Short answer is no one, but NismoAltima has the right idea by going to your local reputable muffler shop.

Troy


----------



## rod_88 (Jan 13, 2007)

maye a 60 series by flowmaster( or I think its the 50 series)


----------



## matzinm2 (Jan 28, 2007)

Ooh, no, flowmaster doesn't sound good on many cars at all. I'd say go with magnaflow, I have a magnaflow muffler, sounds clean, but it might be a little loud for you, really deep sound though.


----------



## NismoAltima95 (Feb 6, 2007)

You can change the sound through your muffler simply by adding or removing the resonator - for a lower throatier tone use a resonator - for a raspier louder tone don't use a resonator - with an aftermarket muffler such as my Magnaflow it makes all the difference.


----------



## SpecVeezy (Aug 16, 2003)

i dont want sound i really just want to gain few hp


----------



## fast95altima (Mar 19, 2007)

You can do what I did. Go on e-bay and look up altima catback and you will find OBX racing exaust. The full cat back system is only 165.00. Now the saying goes, " you get what you pay for ", which is true but this exaust fits perfect and will last longer than OE. It is mandrel bent and the good part is it's all bolt on same is stock. But much like you i didn't want it loud so i diched the fart can it came with and went to the parts store and bought a turbo muffler for49.00. It is the same or about same as stock except instead of the ring ring sound you get a mellow throaty sound. Not to lound on regular sound but when you nail it, it sound great. Almost the sound of the volk R32.


----------



## fast95altima (Mar 19, 2007)

matzinm2 said:


> Ooh, no, flowmaster doesn't sound good on many cars at all. I'd say go with magnaflow, I have a magnaflow muffler, sounds clean, but it might be a little loud for you, really deep sound though.

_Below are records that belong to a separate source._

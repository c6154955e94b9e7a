//! Type definitions for the placement predictor

pub mod prediction;
pub mod profile;

pub use prediction::{ConfidenceSource, PredictionResult};
pub use profile::{ProfileError, StudentProfile};
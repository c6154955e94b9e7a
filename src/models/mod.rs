//! Classifier loading and inference components

pub mod classifier;
pub mod forest;
pub mod inference;
pub mod loader;
pub mod onnx;

pub use classifier::Classifier;
pub use inference::{PredictionError, Predictor};
pub use loader::{LoadedModel, ModelError, ModelLoader};
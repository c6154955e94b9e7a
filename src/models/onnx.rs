//! ONNX Runtime backed classifier

use crate::feature_extractor::{FeatureRecord, FEATURE_COUNT};
use crate::models::classifier::{label_from_class, Classifier};
use anyhow::{anyhow, Context, Result};
use ort::memory::Allocator;
use ort::session::{builder::GraphOptimizationLevel, Session};
use ort::value::{DowncastableTarget, DynMapValueType, DynSequenceValueType, Tensor};
use std::path::Path;
use std::sync::Mutex;
use tracing::{debug, info};

/// Classifier exported to ONNX (e.g. a scikit-learn random forest via skl2onnx).
pub struct OnnxClassifier {
    name: String,
    /// ONNX Runtime session; `run` needs exclusive access
    session: Mutex<Session>,
    input_name: String,
    label_output: String,
    probability_output: Option<String>,
}

impl OnnxClassifier {
    /// Load an ONNX graph and resolve its input/output names.
    pub fn load(path: &Path, onnx_threads: usize) -> Result<Self> {
        info!(path = %path.display(), threads = onnx_threads, "Loading ONNX model");

        let session = Session::builder()?
            .with_optimization_level(GraphOptimizationLevel::Level3)?
            .with_intra_threads(onnx_threads)?
            .commit_from_file(path)
            .context(format!("Failed to load model from {:?}", path))?;

        let input_name = session
            .inputs
            .first()
            .map(|i| i.name.clone())
            .unwrap_or_else(|| "float_input".to_string());

        let label_output = session
            .outputs
            .iter()
            .find(|o| o.name.contains("label"))
            .or_else(|| session.outputs.first())
            .map(|o| o.name.clone())
            .ok_or_else(|| anyhow!("Model {:?} declares no outputs", path))?;

        // Probability capability: present iff the graph exports a probability output
        let probability_output = session
            .outputs
            .iter()
            .find(|o| o.name.contains("prob"))
            .map(|o| o.name.clone());

        let name = path
            .file_name()
            .map(|n| n.to_string_lossy().into_owned())
            .unwrap_or_else(|| "onnx".to_string());

        info!(
            model = %name,
            input = %input_name,
            label_output = %label_output,
            probability_output = ?probability_output,
            "Model loaded successfully"
        );

        Ok(Self {
            name,
            session: Mutex::new(session),
            input_name,
            label_output,
            probability_output,
        })
    }

    fn input_tensor(record: &FeatureRecord) -> Result<Tensor<f32>> {
        // Shape [1, num_features]
        let shape = vec![1_i64, FEATURE_COUNT as i64];
        Tensor::from_array((shape, record.values().to_vec()))
            .context("Failed to create input tensor")
    }

    /// Run the graph once and read the label and, when asked, the probabilities
    /// from the same outputs.
    fn evaluate(
        &self,
        record: &FeatureRecord,
        with_probability: bool,
    ) -> Result<(bool, Option<[f64; 2]>)> {
        let probability_output = match (with_probability, self.probability_output.as_deref()) {
            (false, _) => None,
            (true, Some(name)) => Some(name),
            (true, None) => {
                return Err(anyhow!("{} does not expose class probabilities", self.name))
            }
        };

        let input = Self::input_tensor(record)?;
        let mut session = self
            .session
            .lock()
            .map_err(|e| anyhow!("Lock error: {}", e))?;

        let outputs = session.run(ort::inputs![&self.input_name => input])?;

        let label_value = outputs
            .get(self.label_output.as_str())
            .ok_or_else(|| anyhow!("Model output {:?} missing", self.label_output))?;
        let label = label_from_output(label_value)?;
        debug!(model = %self.name, label, "Extracted label");

        let probs = match probability_output {
            Some(name) => {
                let value = outputs
                    .get(name)
                    .ok_or_else(|| anyhow!("Model output {:?} missing", name))?;
                let probs = probabilities_from_output(value)
                    .with_context(|| format!("Unsupported probability output {:?}", name))?;
                debug!(model = %self.name, ?probs, "Extracted probabilities");
                Some(probs)
            }
            None => None,
        };

        Ok((label, probs))
    }
}

impl Classifier for OnnxClassifier {
    fn name(&self) -> &str {
        &self.name
    }

    fn predict(&self, record: &FeatureRecord) -> Result<bool> {
        self.evaluate(record, false).map(|(label, _)| label)
    }

    fn supports_probability(&self) -> bool {
        self.probability_output.is_some()
    }

    fn predict_proba(&self, record: &FeatureRecord) -> Result<[f64; 2]> {
        self.predict_with_proba(record).map(|(_, probs)| probs)
    }

    fn predict_with_proba(&self, record: &FeatureRecord) -> Result<(bool, [f64; 2])> {
        match self.evaluate(record, true)? {
            (label, Some(probs)) => Ok((label, probs)),
            (_, None) => Err(anyhow!("{} returned no class probabilities", self.name)),
        }
    }
}

/// Read the binary label from an int64 label tensor.
fn label_from_output(output: &ort::value::DynValue) -> Result<bool> {
    let (_shape, data) = output
        .try_extract_tensor::<i64>()
        .context("Label output is not an int64 tensor")?;
    let class = *data
        .first()
        .ok_or_else(|| anyhow!("Label output is empty"))?;
    label_from_class(class)
}

/// Read `[p0, p1]` from either a float tensor or a ZipMap output.
fn probabilities_from_output(output: &ort::value::DynValue) -> Result<[f64; 2]> {
    // Plain tensor output ([1, 2] float), the skl2onnx `zipmap=False` layout
    if let Ok((shape, data)) = output.try_extract_tensor::<f32>() {
        let dims: Vec<i64> = shape.iter().copied().collect();
        return probabilities_from_tensor(&dims, data);
    }

    // seq(map(int64, float)), the skl2onnx ZipMap layout
    let dtype = output.dtype();
    if DynSequenceValueType::can_downcast(&dtype) {
        return probabilities_from_sequence_map(output);
    }

    Err(anyhow!("expected a float tensor or seq(map(int64, float))"))
}

/// Read `[p0, p1]` from a `[batch, classes]` or `[classes]` tensor.
fn probabilities_from_tensor(dims: &[i64], data: &[f32]) -> Result<[f64; 2]> {
    let num_classes = match dims {
        [_, classes] | [classes] => *classes,
        _ => return Err(anyhow!("Unexpected probability tensor shape {:?}", dims)),
    };

    match num_classes {
        // Only the positive-class probability
        1 => {
            let p1 = *data.first().ok_or_else(|| anyhow!("Empty probability tensor"))? as f64;
            Ok([1.0 - p1, p1])
        }
        2 if data.len() >= 2 => Ok([data[0] as f64, data[1] as f64]),
        _ => Err(anyhow!(
            "Expected 2 class probabilities, got shape {:?}",
            dims
        )),
    }
}

/// Read `[p0, p1]` from the first map of a `seq(map(int64, float))` output.
fn probabilities_from_sequence_map(output: &ort::value::DynValue) -> Result<[f64; 2]> {
    let allocator = Allocator::default();

    let sequence = output
        .downcast_ref::<DynSequenceValueType>()
        .map_err(|e| anyhow!("Failed to downcast to sequence: {}", e))?;

    let maps = sequence.try_extract_sequence::<DynMapValueType>(&allocator)?;
    // Batch size is always 1
    let map_value = maps.first().ok_or_else(|| anyhow!("Empty sequence"))?;

    let kv_pairs = map_value.try_extract_key_values::<i64, f32>()?;
    probabilities_from_pairs(&kv_pairs)
}

fn probabilities_from_pairs(pairs: &[(i64, f32)]) -> Result<[f64; 2]> {
    let lookup = |class: i64| {
        pairs
            .iter()
            .find(|(id, _)| *id == class)
            .map(|(_, p)| *p as f64)
    };

    match (lookup(0), lookup(1)) {
        (Some(p0), Some(p1)) => Ok([p0, p1]),
        (None, Some(p1)) => Ok([1.0 - p1, p1]),
        (Some(p0), None) => Ok([p0, 1.0 - p0]),
        (None, None) => Err(anyhow!("No class probability found in map")),
    }
}

#[cfg(test)]
mod tests {
    use super::*;

    #[test]
    fn test_probabilities_from_batch_tensor() {
        let probs = probabilities_from_tensor(&[1, 2], &[0.3, 0.7]).unwrap();
        assert!((probs[0] - 0.3).abs() < 1e-6);
        assert!((probs[1] - 0.7).abs() < 1e-6);
    }

    #[test]
    fn test_probabilities_from_single_column() {
        let probs = probabilities_from_tensor(&[1, 1], &[0.25]).unwrap();
        assert!((probs[1] - 0.25).abs() < 1e-6);
        assert!((probs[0] - 0.75).abs() < 1e-6);
    }

    #[test]
    fn test_probabilities_reject_multiclass() {
        assert!(probabilities_from_tensor(&[1, 3], &[0.2, 0.3, 0.5]).is_err());
        assert!(probabilities_from_tensor(&[1, 2, 1], &[0.2, 0.8]).is_err());
    }

    #[test]
    fn test_probabilities_from_pairs() {
        let probs = probabilities_from_pairs(&[(0, 0.1), (1, 0.9)]).unwrap();
        assert!((probs[1] - 0.9).abs() < 1e-6);

        let probs = probabilities_from_pairs(&[(1, 0.4)]).unwrap();
        assert!((probs[0] - 0.6).abs() < 1e-6);

        assert!(probabilities_from_pairs(&[(7, 1.0)]).is_err());
    }
}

I don't kno bout you but the only cars flowmaster don't sound good on is import 4 bangers. They sound great on 6 and 8 cyl cars.


----------



## rod_88 (Jan 13, 2007)

hmm, what about Apex N1s?those are nothing but performance. i would do it if I had the juice to push it.


----------



## fast95altima (Mar 19, 2007)

rod_88 said:


> hmm, what about Apex N1s?those are nothing but performance. i would do it if I had the juice to push it.


OBX is pure perf it's just cheap, i think the N1's are just as cheap. But if any body is looking for a racing header and down pipe i have one for sale that has never been used for 100.00.


----------



## theimportscene (Jan 29, 2003)

You could try Borla... whatever exhaust you go with, just go with a good size resonator; it will control some of that unnecessary sound you're not looking for.


----------



## rod_88 (Jan 13, 2007)

doesn't NISMO make a universal exhaust?


----------